- Opening Delimiter -

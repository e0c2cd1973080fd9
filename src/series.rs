//! Batched multivariate time series with validation guarantees.

use crate::error::SoftDtwError;

/// Owned, validated batch of multivariate time series: `batch` elements,
/// each `len` timesteps of `dims` features, stored row-major as
/// `data[b * len * dims + t * dims + d]`. Guaranteed non-empty with all
/// finite values.
#[derive(Debug, Clone, PartialEq)]
pub struct SeriesBatch {
    data: Vec<f64>,
    batch: usize,
    len: usize,
    dims: usize,
}

impl SeriesBatch {
    /// Create a new series batch, validating shape and finiteness.
    ///
    /// # Errors
    ///
    /// | Variant | Condition |
    /// |---|---|
    /// | [`SoftDtwError::EmptyBatch`] | `batch` is zero |
    /// | [`SoftDtwError::EmptyAxis`] | `len` or `dims` is zero |
    /// | [`SoftDtwError::ShapeMismatch`] | `data.len() != batch * len * dims` |
    /// | [`SoftDtwError::NonFiniteValue`] | Any value is NaN or infinite |
    pub fn new(
        data: Vec<f64>,
        batch: usize,
        len: usize,
        dims: usize,
    ) -> Result<Self, SoftDtwError> {
        if batch == 0 {
            return Err(SoftDtwError::EmptyBatch);
        }
        if len == 0 {
            return Err(SoftDtwError::EmptyAxis { axis: "time" });
        }
        if dims == 0 {
            return Err(SoftDtwError::EmptyAxis { axis: "feature" });
        }
        let expected = batch * len * dims;
        if data.len() != expected {
            return Err(SoftDtwError::ShapeMismatch {
                len: data.len(),
                batch,
                rows: len,
                cols: dims,
                expected,
            });
        }
        if let Some(index) = data.iter().position(|v| !v.is_finite()) {
            return Err(SoftDtwError::NonFiniteValue { index });
        }
        Ok(Self {
            data,
            batch,
            len,
            dims,
        })
    }

    /// Return the number of batch elements.
    #[must_use]
    pub fn batch_len(&self) -> usize {
        self.batch
    }

    /// Return the number of timesteps per element.
    #[must_use]
    pub fn len(&self) -> usize {
        self.len
    }

    /// Return true if the batch holds no values.
    ///
    /// A [`SeriesBatch`] constructed via [`SeriesBatch::new`] is never empty;
    /// provided to satisfy the `len_without_is_empty` convention.
    #[must_use]
    pub fn is_empty(&self) -> bool {
        self.data.is_empty()
    }

    /// Return the feature dimension.
    #[must_use]
    pub fn dims(&self) -> usize {
        self.dims
    }

    /// Feature vector of element `b` at timestep `t`.
    #[inline]
    pub(crate) fn timestep(&self, b: usize, t: usize) -> &[f64] {
        let start = (b * self.len + t) * self.dims;
        &self.data[start..start + self.dims]
    }
}
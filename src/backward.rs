//! Adjoint recurrence: gradient of the alignment value w.r.t. the cost matrix.

use rayon::prelude::*;

use crate::band::BandConstraint;
use crate::cost::CostView;
use crate::grid::Grid;
use crate::schedule::{Backend, diagonal_cells};

/// Adjoint mass flowing into cell `(i, j)` from its three successors.
///
/// Each exponential is the soft-assignment weight the forward pass gave to
/// this cell as a predecessor, re-derived from `R` and the padded cost grid
/// `D` instead of cached.
#[inline]
fn backward_cell(r: &Grid, d: &Grid, e: &Grid, gamma: f64, i: usize, j: usize) -> f64 {
    let rij = r.get(i, j);
    let a = ((r.get(i + 1, j) - rij - d.get(i + 1, j)) / gamma).exp();
    let b = ((r.get(i, j + 1) - rij - d.get(i, j + 1)) / gamma).exp();
    let c = ((r.get(i + 1, j + 1) - rij - d.get(i + 1, j + 1)) / gamma).exp();
    e.get(i + 1, j) * a + e.get(i, j + 1) * b + e.get(i + 1, j + 1) * c
}

/// Compute the gradient field for one batch element as a flat `n * m`
/// row-major vector, unscaled by any upstream gradient.
///
/// `r` is the grid produced by the matching forward call; it is cloned and
/// boundary-adjusted here, never mutated, so the caller's context stays
/// valid across repeated gradient extractions.
pub(crate) fn gradient(
    cost: CostView<'_>,
    r: &Grid,
    gamma: f64,
    band: BandConstraint,
    backend: Backend,
) -> Vec<f64> {
    let n = cost.rows();
    let m = cost.cols();

    // Padded cost grid: interior = cost, border zero.
    let mut d = Grid::filled(n, m, 0.0);
    for i in 1..=n {
        for j in 1..=m {
            d.set(i, j, cost.at(i - 1, j - 1));
        }
    }

    let mut r_adj = r.clone();
    let mut e = Grid::filled(n, m, 0.0);

    // Boundary setup. The row and column one past the terminal are forced
    // unreachable so the reverse recurrence cannot draw mass through an
    // unintended corner; the sentinel then carries the terminal value and
    // the unit seed.
    let (ti, tj) = band.terminal_cell(n, m);
    let value = r_adj.get(ti, tj);
    r_adj.fill_col(tj + 1, f64::NEG_INFINITY);
    r_adj.fill_row(ti + 1, f64::NEG_INFINITY);
    r_adj.set(ti + 1, tj + 1, value);
    e.set(ti + 1, tj + 1, 1.0);

    // Interior cells the forward pass never reached must not exchange
    // gradient mass: flip them to -inf so their exponential weights vanish.
    for i in 1..=n {
        for j in 1..=m {
            if r_adj.get(i, j) == f64::INFINITY {
                r_adj.set(i, j, f64::NEG_INFINITY);
            }
        }
    }

    match backend {
        Backend::Sequential => {
            for i in (1..=n).rev() {
                for j in band.column_range(i, m).rev() {
                    let mass = backward_cell(&r_adj, &d, &e, gamma, i, j);
                    e.set(i, j, mass);
                }
            }
        }
        Backend::Parallel => {
            for p in (2..=n + m).rev() {
                let active: Vec<(usize, usize)> = diagonal_cells(p, n, m)
                    .filter(|&(i, j)| band.contains(i, j))
                    .collect();
                let updates: Vec<(usize, usize, f64)> = active
                    .into_par_iter()
                    .map(|(i, j)| (i, j, backward_cell(&r_adj, &d, &e, gamma, i, j)))
                    .collect();
                for (i, j, mass) in updates {
                    e.set(i, j, mass);
                }
            }
        }
    }

    e.interior_to_vec()
}
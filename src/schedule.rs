//! Wavefront scheduling shared by the forward and backward sweeps.
//!
//! All cells with `i + j == p` depend only on cells of neighbouring
//! diagonals, so a whole anti-diagonal can be evaluated concurrently as
//! long as successive diagonals are separated by a barrier. The sequential
//! backend degenerates to nested loops; the parallel backend fans each
//! diagonal out over rayon and publishes the results before moving on.

use crate::error::SoftDtwError;

/// Execution backend for the per-element grid sweeps.
#[derive(Debug, Clone, Copy, Default, PartialEq, Eq)]
pub enum Backend {
    /// Nested-loop sweep on the calling thread. Deterministic bit-for-bit.
    #[default]
    Sequential,

    /// Rayon-backed sweep: batch elements in parallel, and within each
    /// element every cell of an anti-diagonal computed concurrently with a
    /// barrier between diagonals.
    Parallel,
}

/// Widest anti-diagonal the parallel backend will cover per batch element.
///
/// Historically the thread-group capacity of throughput hardware; kept as
/// an explicit limit so oversized inputs fail loudly instead of silently
/// degrading to a different schedule.
pub const MAX_WAVEFRONT_WIDTH: usize = 1024;

/// Reject inputs the parallel backend cannot cover.
///
/// # Errors
///
/// Returns [`SoftDtwError::CapacityExceeded`] when `backend` is
/// [`Backend::Parallel`] and `max(n, m)` exceeds [`MAX_WAVEFRONT_WIDTH`].
pub(crate) fn check_capacity(backend: Backend, n: usize, m: usize) -> Result<(), SoftDtwError> {
    let width = n.max(m);
    if backend == Backend::Parallel && width > MAX_WAVEFRONT_WIDTH {
        return Err(SoftDtwError::CapacityExceeded {
            width,
            limit: MAX_WAVEFRONT_WIDTH,
        });
    }
    Ok(())
}

/// Interior cells on anti-diagonal `p` (where `p = i + j`) of an `n x m`
/// interior, 1-based, `i` ascending. Valid for `p` in `2..=n + m`.
pub(crate) fn diagonal_cells(
    p: usize,
    n: usize,
    m: usize,
) -> impl Iterator<Item = (usize, usize)> {
    let lo = if p > m { p - m } else { 1 };
    let hi = n.min(p - 1);
    (lo..=hi).map(move |i| (i, p - i))
}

- Closing Delimiter -

WHAT YOU ARE ASKED TO DO: Nothing but lines that contain "values" should appear in the answer. Copy each from the records.

RESPONSE TO THIS EXERCISE:
/// finite values.
    /// Return true if the batch holds no values.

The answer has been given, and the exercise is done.